It sounds like a good idea until you lose a least (or most) significant digit
> Chrome itself is a security nightmare, always with the mic on and listening

I can understand the mic being always on as a privacy nightmare, but how is this a security nightmare?

Lack of privacy is lack of security. This is true even if you're only interested in "hard" security concerns. For example, consider that keystrokes can be reconstructed from audio, which means that being able to record from your mic means being able to gather your passwords.
As the other guys said. And it is not just that. Chrome is, considering it's architecture and purpose, a minion in a botnet, working for google to harvest data. They even got a lawsuit pending because they were even tracking users in privacy mode. This stuff cannot happen with IE, or FF. Brave, Vivaldi, I dunno, don't use them, but I am weary that they are using the same rendering-engine (and soon Redmond as well) (well depends where the G-men(what a pun) put their mischiveous code in). Because it is a pipedream to expect a privacy-compatible product from a company that build it's empire on mining the users data to the bit.
Which is why 98% of the desktop and mobile users don't care about Linux.

That is the price to pay when only technical minded users are the target group.

And that's ok, there's nothing wrong with tools being specialised for certain small markets. It makes them significantly better for those people than being forced to use a ill fitting tool for someone else.

Consolidation and lack of competition makes for a worse experience.

While I think you are right to some extent, articles like the parent's are mostly aimed at people claiming 'Linux Desktop is actually better for grandma'. The reality is that grandma is going to be better protected while running Windows or MacOS or Chrome OS. If she's running Linux, she is wide open.

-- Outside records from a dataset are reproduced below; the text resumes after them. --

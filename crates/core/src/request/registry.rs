//! In-flight request registry
//!
//! Holds at most one entry per fingerprint. The pipeline enters the registry
//! through [`InFlightRegistry::enter`] and keeps the returned guard alive for
//! the whole call, so the entry is removed on success, on error, and when the
//! request future is dropped.

use std::collections::HashMap;
use std::sync::Arc;
use std::time::{Duration, Instant};

use parking_lot::Mutex;
use tracing::debug;
use uuid::Uuid;

use super::fingerprint::RequestFingerprint;

/// Pending-request handle recorded for an in-flight fingerprint
#[derive(Debug, Clone, Copy, PartialEq, Eq)]
pub struct InFlightEntry {
    pub request_id: Uuid,
    pub started_at: Instant,
}

/// Registry of requests currently on the wire
#[derive(Debug, Default)]
pub struct InFlightRegistry {
    entries: Mutex<HashMap<RequestFingerprint, InFlightEntry>>,
}

impl InFlightRegistry {
    pub fn new() -> Self {
        Self::default()
    }

    /// Register `fingerprint`
    ///
    /// Returns `false` when an entry already exists; the caller must then fail
    /// fast instead of issuing a second network call.
    pub fn begin(&self, fingerprint: &RequestFingerprint) -> bool {
        let mut entries = self.entries.lock();
        if entries.contains_key(fingerprint) {
            return false;
        }
        let entry = InFlightEntry { request_id: Uuid::new_v4(), started_at: Instant::now() };
        debug!(request_id = %entry.request_id, "request registered in flight");
        entries.insert(fingerprint.clone(), entry);
        true
    }

    /// Remove `fingerprint`; calling it for an absent entry is a no-op
    pub fn end(&self, fingerprint: &RequestFingerprint) {
        if let Some(entry) = self.entries.lock().remove(fingerprint) {
            debug!(
                request_id = %entry.request_id,
                elapsed_ms = u64::try_from(entry.started_at.elapsed().as_millis())
                    .unwrap_or(u64::MAX),
                "request left flight"
            );
        }
    }

    /// Register `fingerprint` and return a guard that ends it on drop
    pub fn enter(self: &Arc<Self>, fingerprint: &RequestFingerprint) -> Option<InFlightGuard> {
        self.begin(fingerprint).then(|| InFlightGuard {
            registry: Arc::clone(self),
            fingerprint: fingerprint.clone(),
        })
    }

    pub fn contains(&self, fingerprint: &RequestFingerprint) -> bool {
        self.entries.lock().contains_key(fingerprint)
    }

    pub fn entry(&self, fingerprint: &RequestFingerprint) -> Option<InFlightEntry> {
        self.entries.lock().get(fingerprint).copied()
    }

    pub fn len(&self) -> usize {
        self.entries.lock().len()
    }

    pub fn is_empty(&self) -> bool {
        self.entries.lock().is_empty()
    }

    /// Age of the longest-running entry
    pub fn oldest_age(&self) -> Option<Duration> {
        self.entries.lock().values().map(|entry| entry.started_at.elapsed()).max()
    }
}

/// Keeps a fingerprint registered until dropped
#[derive(Debug)]
pub struct InFlightGuard {
    registry: Arc<InFlightRegistry>,
    fingerprint: RequestFingerprint,
}

impl InFlightGuard {
    pub fn fingerprint(&self) -> &RequestFingerprint {
        &self.fingerprint
    }
}

impl Drop for InFlightGuard {
    fn drop(&mut self) {
        self.registry.end(&self.fingerprint);
    }
}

Also, some of the most common practices on Linux that are claimed to be superior from a security standpoint are just bad. For example, the package manager is very nice, but when you want to install anything that is not in the official repos, your options get just as bad as windows, or worse, despite what many people think. A common recommendation in advanced projects is to add their apt/yum repo to your system, which is not only equivalent to downloading stuff off the internet, it is also you registering them as trusted to deliver updates to your system forever. On Windows, you at least have some anti-virus tool scanning for known malware, so you still have a small chance that you won't be allowed to run some well known malware from years ago.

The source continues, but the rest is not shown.